== Required work ==
Return only this: the line with "NoticeKind::Success, text: text.into()" and all the lines that follow it below, through the final one, exactly as they are.

-- Given records follows --

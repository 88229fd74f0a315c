// =============================================================================
// painel-core/src/console/mod.rs
//   The attendant console: one owner task holding all session state, fed by
//   operator commands, channel events, timers and upload results.
// =============================================================================

use std::path::PathBuf;
use std::sync::Arc;

use tokio::sync::{mpsc, watch};
use tokio::task::JoinHandle;
use tokio::time::Instant;
use tracing::{debug, error, info, warn};

use painel_common::models::{
    ActiveSession, ChatMessage, ConnectionStatus, Credentials, OAuthCallbackQuery, Operator, QueueEntry,
    Sender, Session,
};

use crate::api::{AtendimentoApi, MediaReceipt, MediaUpload};
use crate::auth::{CredentialAdapter, SignedSession};
use crate::config::ConsoleConfig;
use crate::eventbus::{ConsoleEvent, EventBus};
use crate::realtime::{ChannelEvent, ChannelHandle, EventSink, HandshakeAuth, OutgoingEvent, RealtimeConnector};
use crate::storage::{self, LocalStore};
use crate::tasks::{spawn_deadline_task, spawn_queue_refresh_task};
use crate::Error;

pub mod attachment;
pub mod input;
pub mod notices;
pub mod state;
pub mod transcript;

pub use attachment::PendingAttachment;
pub use input::{ConsoleInput, OperatorCommand};
pub use notices::NoticeKind;
pub use state::{ConsolePhase, ConsoleSnapshot, PendingSummary};
pub use transcript::Transcript;

pub const DRAFT_MAX_CHARS: usize = 1000;

pub const MSG_INVALID_CREDENTIALS: &str = "Credenciais inválidas";
pub const MSG_MISSING_CREDENTIALS: &str = "Informe email e senha";
pub const MSG_NOT_CONNECTED: &str = "Sem conexão com o servidor";
pub const MSG_NO_ACTIVE_SESSION: &str = "Nenhum atendimento ativo";
pub const MSG_NO_FILE: &str = "Nenhum arquivo selecionado";
pub const MSG_UPLOAD_OK: &str = "Arquivo enviado com sucesso!";
pub const MSG_SESSION_ENDED_BY_OPERATOR: &str = "Você encerrou este atendimento.";
pub const MSG_SESSION_ENDED_REMOTELY: &str = "Este atendimento foi encerrado.";

/// Upload running outside the actor.
struct InFlightUpload {
    id: u64,
    epoch: u64,
    session_id: String,
    attachment: PendingAttachment,
    draft: String,
}

pub struct Console {
    config: Arc<ConsoleConfig>,
    api: Arc<AtendimentoApi>,
    credentials: CredentialAdapter,
    connector: Arc<dyn RealtimeConnector>,
    store: Arc<dyn LocalStore>,
    bus: Arc<EventBus>,

    tx: mpsc::UnboundedSender<ConsoleInput>,
    rx: mpsc::UnboundedReceiver<ConsoleInput>,
    snapshot_tx: watch::Sender<ConsoleSnapshot>,

    // identity
    authenticating: bool,
    operator: Option<Operator>,
    session: Option<Session>,
    access_token: Option<String>,
    /// Bumped on every login and logout.
    epoch: u64,

    // channel
    status: ConnectionStatus,
    channel: Option<ChannelHandle>,
    connection_id: u64,
    refresh_task: Option<JoinHandle<()>>,

    // work
    queue: Vec<QueueEntry>,
    active: Option<ActiveSession>,
    transcript: Transcript,
    draft: String,
    pending: Option<PendingAttachment>,
    upload: Option<InFlightUpload>,
    upload_seq: u64,
    confirm_end: Option<String>,
    close_task: Option<JoinHandle<()>>,

    notices: notices::Notices,
}

/// Cloneable front door to a running console.
#[derive(Clone)]
pub struct ConsoleHandle {
    tx: mpsc::UnboundedSender<ConsoleInput>,
    snapshot: watch::Receiver<ConsoleSnapshot>,
}

impl ConsoleHandle {
    fn send(&self, cmd: OperatorCommand) -> Result<(), Error> {
        self.tx
            .send(ConsoleInput::Command(cmd))
            .map_err(|_| Error::State("console is not running".into()))
    }

    pub fn login(&self, credentials: Credentials) -> Result<(), Error> {
        self.send(OperatorCommand::Login(credentials))
    }

    pub fn login_with_token(&self, access_token: impl Into<String>) -> Result<(), Error> {
        self.send(OperatorCommand::LoginWithToken(access_token.into()))
    }

    pub fn oauth_callback(&self, query: OAuthCallbackQuery) -> Result<(), Error> {
        self.send(OperatorCommand::OAuthCallback(query))
    }

    pub fn restore(&self) -> Result<(), Error> {
        self.send(OperatorCommand::Restore)
    }

    pub fn logout(&self) -> Result<(), Error> {
        self.send(OperatorCommand::Logout)
    }

    pub fn refresh_queue(&self) -> Result<(), Error> {
        self.send(OperatorCommand::RefreshQueue)
    }

    pub fn enter_session(&self, session_id: impl Into<String>) -> Result<(), Error> {
        self.send(OperatorCommand::EnterSession(session_id.into()))
    }

    pub fn set_draft(&self, text: impl Into<String>) -> Result<(), Error> {
        self.send(OperatorCommand::SetDraft(text.into()))
    }

    pub fn send_message(&self) -> Result<(), Error> {
        self.send(OperatorCommand::SendMessage)
    }

    pub fn select_file(&self, path: impl Into<PathBuf>) -> Result<(), Error> {
        self.send(OperatorCommand::SelectFile(path.into()))
    }

    pub fn stage_attachment(&self, attachment: PendingAttachment) -> Result<(), Error> {
        self.send(OperatorCommand::StageAttachment(attachment))
    }

    pub fn cancel_attachment(&self) -> Result<(), Error> {
        self.send(OperatorCommand::CancelAttachment)
    }

    pub fn send_attachment(&self) -> Result<(), Error> {
        self.send(OperatorCommand::SendAttachment)
    }

    pub fn request_end(&self) -> Result<(), Error> {
        self.send(OperatorCommand::RequestEnd)
    }

    pub fn confirm_end(&self, confirmed: bool) -> Result<(), Error> {
        self.send(OperatorCommand::ConfirmEnd(confirmed))
    }

    pub fn notify_error(&self, text: impl Into<String>) -> Result<(), Error> {
        self.send(OperatorCommand::Notify { kind: NoticeKind::Error, text: text.into() })
    }

    pub fn notify_success(&self, text: impl Into<String>) -> Result<(), Error> {
        self.send(OperatorCommand::Notify { kind: NoticeKind::Success, text: text.into() })
    }

    pub fn shutdown(&self) -> Result<(), Error> {
        self.send(OperatorCommand::Shutdown)
    }

    pub fn snapshot(&self) -> ConsoleSnapshot {
        self.snapshot.borrow().clone()
    }

    /// Waits for the next published snapshot.
    pub async fn changed(&mut self) -> Result<ConsoleSnapshot, Error> {
        self.snapshot
            .changed()
            .await
            .map_err(|_| Error::State("console is not running".into()))?;
        Ok(self.snapshot.borrow_and_update().clone())
    }
}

-- Given records concluded --

== Exercise response ==
        self.send(OperatorCommand::Notify { kind: NoticeKind::Success, text: text.into() })
    }

    pub fn shutdown(&self) -> Result<(), Error> {
        self.send(OperatorCommand::Shutdown)
    }

    pub fn snapshot(&self) -> ConsoleSnapshot {
        self.snapshot.borrow().clone()
    }

    /// Waits for the next published snapshot.
    pub async fn changed(&mut self) -> Result<ConsoleSnapshot, Error> {
        self.snapshot
            .changed()
            .await
            .map_err(|_| Error::State("console is not running".into()))?;
        Ok(self.snapshot.borrow_and_update().clone())
    }
}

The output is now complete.